(Stored data)
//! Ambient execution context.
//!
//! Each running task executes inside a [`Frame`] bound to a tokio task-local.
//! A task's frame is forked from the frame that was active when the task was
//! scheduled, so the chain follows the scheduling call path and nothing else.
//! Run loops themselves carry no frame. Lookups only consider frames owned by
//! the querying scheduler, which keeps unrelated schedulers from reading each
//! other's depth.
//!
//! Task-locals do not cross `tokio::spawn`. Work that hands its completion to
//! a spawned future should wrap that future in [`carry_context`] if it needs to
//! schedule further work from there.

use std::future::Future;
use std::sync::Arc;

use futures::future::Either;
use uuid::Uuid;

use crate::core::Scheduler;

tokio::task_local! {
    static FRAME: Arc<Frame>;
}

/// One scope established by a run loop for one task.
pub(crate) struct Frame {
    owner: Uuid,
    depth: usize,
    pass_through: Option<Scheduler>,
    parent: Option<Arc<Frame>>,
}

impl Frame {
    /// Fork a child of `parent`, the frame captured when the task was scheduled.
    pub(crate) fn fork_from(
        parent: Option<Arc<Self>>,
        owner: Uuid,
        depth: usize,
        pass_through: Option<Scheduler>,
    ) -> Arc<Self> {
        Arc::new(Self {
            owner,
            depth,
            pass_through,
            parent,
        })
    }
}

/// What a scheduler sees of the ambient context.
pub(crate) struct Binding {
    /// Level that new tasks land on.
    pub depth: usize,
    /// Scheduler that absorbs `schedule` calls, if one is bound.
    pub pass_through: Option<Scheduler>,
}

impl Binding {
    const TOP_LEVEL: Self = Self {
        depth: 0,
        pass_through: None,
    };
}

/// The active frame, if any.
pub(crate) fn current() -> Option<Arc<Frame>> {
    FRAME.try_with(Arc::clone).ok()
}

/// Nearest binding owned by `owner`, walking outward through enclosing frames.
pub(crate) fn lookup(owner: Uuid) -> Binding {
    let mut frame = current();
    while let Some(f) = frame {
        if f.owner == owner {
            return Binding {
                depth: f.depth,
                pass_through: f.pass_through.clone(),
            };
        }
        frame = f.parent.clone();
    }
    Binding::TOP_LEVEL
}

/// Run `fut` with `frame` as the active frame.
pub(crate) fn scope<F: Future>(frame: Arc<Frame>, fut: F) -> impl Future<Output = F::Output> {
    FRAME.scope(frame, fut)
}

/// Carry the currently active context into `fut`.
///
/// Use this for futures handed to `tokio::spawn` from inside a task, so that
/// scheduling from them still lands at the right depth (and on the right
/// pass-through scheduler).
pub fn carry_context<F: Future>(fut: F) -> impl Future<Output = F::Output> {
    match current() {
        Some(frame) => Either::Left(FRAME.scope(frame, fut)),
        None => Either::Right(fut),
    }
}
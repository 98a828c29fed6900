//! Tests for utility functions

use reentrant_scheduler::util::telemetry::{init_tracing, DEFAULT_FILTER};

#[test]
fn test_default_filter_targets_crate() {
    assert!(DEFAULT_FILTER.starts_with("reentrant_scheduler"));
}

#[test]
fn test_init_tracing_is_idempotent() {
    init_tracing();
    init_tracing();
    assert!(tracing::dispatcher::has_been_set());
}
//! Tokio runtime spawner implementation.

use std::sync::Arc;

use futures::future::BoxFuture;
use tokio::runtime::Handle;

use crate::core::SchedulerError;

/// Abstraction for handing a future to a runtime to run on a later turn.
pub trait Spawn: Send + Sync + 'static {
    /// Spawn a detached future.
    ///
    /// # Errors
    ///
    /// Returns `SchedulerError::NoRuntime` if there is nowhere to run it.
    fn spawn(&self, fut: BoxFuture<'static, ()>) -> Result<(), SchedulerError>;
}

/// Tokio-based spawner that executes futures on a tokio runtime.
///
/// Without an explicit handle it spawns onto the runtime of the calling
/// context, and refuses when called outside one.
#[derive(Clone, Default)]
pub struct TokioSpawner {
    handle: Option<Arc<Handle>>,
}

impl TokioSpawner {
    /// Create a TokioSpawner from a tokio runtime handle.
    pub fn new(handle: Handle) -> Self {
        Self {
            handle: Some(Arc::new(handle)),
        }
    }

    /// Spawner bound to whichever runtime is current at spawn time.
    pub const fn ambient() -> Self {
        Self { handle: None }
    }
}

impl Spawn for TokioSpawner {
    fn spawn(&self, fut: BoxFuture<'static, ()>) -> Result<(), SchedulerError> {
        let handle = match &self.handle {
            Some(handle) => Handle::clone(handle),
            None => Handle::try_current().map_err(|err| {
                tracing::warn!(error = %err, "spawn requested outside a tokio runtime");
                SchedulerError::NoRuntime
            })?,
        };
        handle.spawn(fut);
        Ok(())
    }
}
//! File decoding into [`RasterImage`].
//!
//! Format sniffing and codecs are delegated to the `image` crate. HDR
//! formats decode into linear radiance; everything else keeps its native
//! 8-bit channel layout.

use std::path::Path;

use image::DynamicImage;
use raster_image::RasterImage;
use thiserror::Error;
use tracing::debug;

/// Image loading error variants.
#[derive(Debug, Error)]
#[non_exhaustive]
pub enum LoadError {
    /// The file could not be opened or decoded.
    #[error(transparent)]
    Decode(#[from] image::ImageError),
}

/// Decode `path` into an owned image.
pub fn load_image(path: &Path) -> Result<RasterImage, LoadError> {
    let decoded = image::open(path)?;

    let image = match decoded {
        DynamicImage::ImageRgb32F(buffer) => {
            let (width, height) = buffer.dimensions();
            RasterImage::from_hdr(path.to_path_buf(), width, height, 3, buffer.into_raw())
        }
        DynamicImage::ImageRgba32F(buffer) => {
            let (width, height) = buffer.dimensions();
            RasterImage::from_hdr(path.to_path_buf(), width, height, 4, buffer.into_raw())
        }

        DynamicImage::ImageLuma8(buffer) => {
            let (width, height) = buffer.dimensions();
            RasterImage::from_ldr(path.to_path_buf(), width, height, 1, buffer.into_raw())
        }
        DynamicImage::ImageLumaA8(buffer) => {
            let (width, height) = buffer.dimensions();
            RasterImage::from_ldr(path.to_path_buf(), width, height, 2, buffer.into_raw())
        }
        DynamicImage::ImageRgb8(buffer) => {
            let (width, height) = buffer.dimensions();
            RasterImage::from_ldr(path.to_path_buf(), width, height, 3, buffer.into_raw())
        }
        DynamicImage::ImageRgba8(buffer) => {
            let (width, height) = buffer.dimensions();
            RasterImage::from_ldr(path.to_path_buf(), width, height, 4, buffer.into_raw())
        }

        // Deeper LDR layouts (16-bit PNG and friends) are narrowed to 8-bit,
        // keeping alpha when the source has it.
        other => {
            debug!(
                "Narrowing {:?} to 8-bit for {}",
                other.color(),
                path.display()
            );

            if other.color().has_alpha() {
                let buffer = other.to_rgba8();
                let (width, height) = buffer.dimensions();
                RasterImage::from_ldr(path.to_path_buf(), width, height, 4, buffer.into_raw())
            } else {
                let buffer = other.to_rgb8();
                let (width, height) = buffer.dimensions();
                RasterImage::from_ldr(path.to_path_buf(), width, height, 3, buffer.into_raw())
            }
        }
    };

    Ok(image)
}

## To do
Above are the records; print exactly the lines from the line with "pub(crate) struct Binding" to the line with "runtime spawner implementation.", including both, and nothing else.

## Expected answer
pub(crate) struct Binding {
    /// Level that new tasks land on.
    pub depth: usize,
    /// Scheduler that absorbs `schedule` calls, if one is bound.
    pub pass_through: Option<Scheduler>,
}

impl Binding {
    const TOP_LEVEL: Self = Self {
        depth: 0,
        pass_through: None,
    };
}

/// The active frame, if any.
pub(crate) fn current() -> Option<Arc<Frame>> {
    FRAME.try_with(Arc::clone).ok()
}

/// Nearest binding owned by `owner`, walking outward through enclosing frames.
pub(crate) fn lookup(owner: Uuid) -> Binding {
    let mut frame = current();
    while let Some(f) = frame {
        if f.owner == owner {
            return Binding {
                depth: f.depth,
                pass_through: f.pass_through.clone(),
            };
        }
        frame = f.parent.clone();
    }
    Binding::TOP_LEVEL
}

/// Run `fut` with `frame` as the active frame.
pub(crate) fn scope<F: Future>(frame: Arc<Frame>, fut: F) -> impl Future<Output = F::Output> {
    FRAME.scope(frame, fut)
}

/// Carry the currently active context into `fut`.
///
/// Use this for futures handed to `tokio::spawn` from inside a task, so that
/// scheduling from them still lands at the right depth (and on the right
/// pass-through scheduler).
pub fn carry_context<F: Future>(fut: F) -> impl Future<Output = F::Output> {
    match current() {
        Some(frame) => Either::Left(FRAME.scope(frame, fut)),
        None => Either::Right(fut),
    }
}
repository 98a828c29fed6900
//! Tests for utility functions

use reentrant_scheduler::util::telemetry::{init_tracing, DEFAULT_FILTER};

#[test]
fn test_default_filter_targets_crate() {
    assert!(DEFAULT_FILTER.starts_with("reentrant_scheduler"));
}

#[test]
fn test_init_tracing_is_idempotent() {
    init_tracing();
    init_tracing();
    assert!(tracing::dispatcher::has_been_set());
}
//! Tokio runtime spawner implementation.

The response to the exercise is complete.